Research finds consumer mindset among undergraduates lowers academic performance
Monday, 27 November 2017
The student-as-consumer approach in higher education has a negative effect on the academic performance of students, a study has found.
Students studying at universities in England have been defined as customers by the government since the introduction of student tuition fees. Although this approach has been rejected by educators, there is a lack of empirical evidence about the extent to which students express a consumer orientation and its effects on academic performance.
First published in the journal Studies in Higher Education the study entitled The student-as-consumer approach in higher education and its effects on academic performance surveyed over 600 undergraduate students about their consumer attitudes and behaviours in relation to their higher education and asked students to report the mark they had received for their most recent piece of assessed work.
Participants responded to statements such as ‘I think of my university degree as a product I am purchasing’ using a seven-point scale indicating how strongly they agreed or disagreed.

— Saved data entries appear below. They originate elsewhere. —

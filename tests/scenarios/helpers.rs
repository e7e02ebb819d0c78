//! Test utilities for matrix-ci scenarios

use async_trait::async_trait;
use matrix_ci::core::{config::WorkflowConfig, CellContext, Run, StepCommand, Workflow};
use matrix_ci::execution::{ExecutionEngine, ExecutionEvent, SchedulingStrategy};
use matrix_ci::runner::{CommandOutput, RunnerError, StepRunner};
use matrix_ci::{ExecutionStatus, TriggerEvent};
use std::collections::{BTreeMap, HashMap, HashSet};
use std::sync::{Arc, Mutex};
use std::time::Duration;
use tokio::sync::Barrier;

/// One invocation seen by the scripted runner
#[derive(Debug, Clone)]
pub struct Call {
    pub os: String,
    pub step: String,
    pub command: String,
    pub env: BTreeMap<String, String>,
}

/// Runner whose outcome per (os, step) is scripted up front
///
/// Everything not scripted exits 0.
#[derive(Default)]
pub struct ScriptedRunner {
    exit_codes: HashMap<(String, String), i32>,
    errors: HashSet<(String, String)>,
    rendezvous: Option<(String, Arc<Barrier>)>,
    calls: Mutex<Vec<Call>>,
}

impl ScriptedRunner {
    pub fn new() -> Self {
        Self::default()
    }

    /// Make `step` exit with `code` on `os`
    pub fn fail(mut self, os: &str, step: &str, code: i32) -> Self {
        self.exit_codes.insert((os.to_string(), step.to_string()), code);
        self
    }

    /// Make `step` hit an infrastructure error on `os`
    pub fn spawn_error(mut self, os: &str, step: &str) -> Self {
        self.errors.insert((os.to_string(), step.to_string()));
        self
    }

    /// `step` only succeeds once `cells` cells are inside it at the same time
    pub fn rendezvous(mut self, step: &str, cells: usize) -> Self {
        self.rendezvous = Some((step.to_string(), Arc::new(Barrier::new(cells))));
        self
    }

    pub fn calls(&self) -> Vec<Call> {
        self.calls.lock().unwrap().clone()
    }

    /// Step names run on one OS, in call order
    pub fn steps_run_on(&self, os: &str) -> Vec<String> {
        self.calls()
            .into_iter()
            .filter(|c| c.os == os)
            .map(|c| c.step)
            .collect()
    }
}

#[async_trait]
impl StepRunner for ScriptedRunner {
    async fn run(
        &self,
        context: &CellContext,
        command: &StepCommand,
    ) -> Result<CommandOutput, RunnerError> {
        self.calls.lock().unwrap().push(Call {
            os: context.os.clone(),
            step: command.step_name.clone(),
            command: command.command.clone(),
            env: command.env.clone(),
        });

        if let Some((step, barrier)) = &self.rendezvous {
            if step == &command.step_name
                && tokio::time::timeout(Duration::from_secs(5), barrier.wait())
                    .await
                    .is_err()
            {
                return Err(RunnerError::Timeout(5));
            }
        }

        let key = (context.os.clone(), command.step_name.clone());
        if self.errors.contains(&key) {
            return Err(RunnerError::Spawn {
                command: "sh".to_string(),
                source: std::io::Error::new(std::io::ErrorKind::NotFound, "shell not found"),
            });
        }

        let exit_code = self.exit_codes.get(&key).copied().unwrap_or(0);
        Ok(CommandOutput {
            exit_code: Some(exit_code),
            stdout: format!("{} on {}", command.command, context.os),
            stderr: if exit_code == 0 {
                String::new()
            } else {
                format!("{} failed", command.step_name)
            },
            duration: Duration::from_millis(1),
        })
    }
}

/// The bundled Format/Build/Test workflow
pub fn default_workflow() -> Workflow {
    WorkflowConfig::default_workflow()
        .unwrap()
        .to_workflow()
        .unwrap()
}

pub fn workflow_from_yaml(yaml: &str) -> Workflow {
    WorkflowConfig::from_yaml(yaml).unwrap().to_workflow().unwrap()
}

/// Result of handing one event to the engine
pub struct ScenarioResult {
    pub run: Option<Run>,
    pub events: Vec<ExecutionEvent>,
}

impl ScenarioResult {
    pub fn run(&self) -> &Run {
        self.run.as_ref().expect("event should have triggered a run")
    }
}

/// Hand an event to an engine backed by `runner`
pub async fn handle_event(
    workflow: &Workflow,
    event: TriggerEvent,
    runner: Arc<ScriptedRunner>,
    strategy: SchedulingStrategy,
) -> ScenarioResult {
    let events = Arc::new(Mutex::new(Vec::new()));
    let sink = events.clone();
    let engine = ExecutionEngine::new(runner, strategy)
        .with_event_handler(move |event| sink.lock().unwrap().push(event));

    let run = engine.handle_event(workflow, &event).await;
    let events = events.lock().unwrap().clone();

    ScenarioResult { run, events }
}

/// Step outcomes of one cell as (name, label) pairs
pub fn step_outcomes<'a>(run: &'a Run, os: &str) -> Vec<(&'a str, &'static str)> {
    run.cell(os)
        .unwrap_or_else(|| panic!("no cell for {}", os))
        .steps
        .iter()
        .map(|s| {
            let label = if s.state.is_completed() {
                "success"
            } else if s.state.is_failed() {
                "failure"
            } else if s.state.is_skipped() {
                "skipped"
            } else {
                "pending"
            };
            (s.name(), label)
        })
        .collect()
}

pub fn assert_cell_succeeded(run: &Run, os: &str) {
    assert_eq!(
        step_outcomes(run, os),
        vec![("Format", "success"), ("Build", "success"), ("Test", "success")],
        "cell {} should have passed every step",
        os
    );
    assert_eq!(run.cell(os).unwrap().status, ExecutionStatus::Completed);
}

pub fn assert_run_status(run: &Run, expected: ExecutionStatus) {
    assert_eq!(
        run.status(),
        expected,
        "run status mismatch; cells: {:?}",
        run.cells
            .iter()
            .map(|c| (c.os.as_str(), c.status))
            .collect::<Vec<_>>()
    );
}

The research was led by Dr Louise Bunce, now Senior Lecturer in Human Development at Oxford Brookes University, in collaboration with the University of Winchester and Goldsmiths, University of London.
This research shows a clear and worrying association between identifying as a consumer and academic performance.Dr Louise Bunce, Senior Lecturer in Human Development, Oxford Brookes University
Analysis revealed the more that students held a consumer attitude towards their degree, the lower their assessment mark was. In other words, if they held the attitude that their degree was like a retail product, they performed less well academically.
Dr Louise Bunce said: “Although the extent to which students identified as consumers of their education was relatively low, levels of academic achievement seem to be lower among those students who identify as a consumer. But, we don’t know which way around is this relationship.
“It could be that students come to university with a consumer mindset which leads to less effective studying behaviours and lower academic performance, however, it could also be that receiving lower grades leads to students becoming dissatisfied customers which results in them to seeing their degree like a product. Despite this, this research shows a clear and worrying association between identifying as a consumer and academic performance.
“Against a background of increasing marketisation of higher education, our responsibility as university educators is to provide teaching excellence that engages and challenges students so as to encourage them to engage intellectually with course material and not to treat their degree as yet another product for sale”.
Dr Bunce is currently developing this research on the student-as-consumer approach in higher education by looking at the types of study behaviours that accompany a consumer mindset, as well as ways to mitigate its negative effects on academic performance.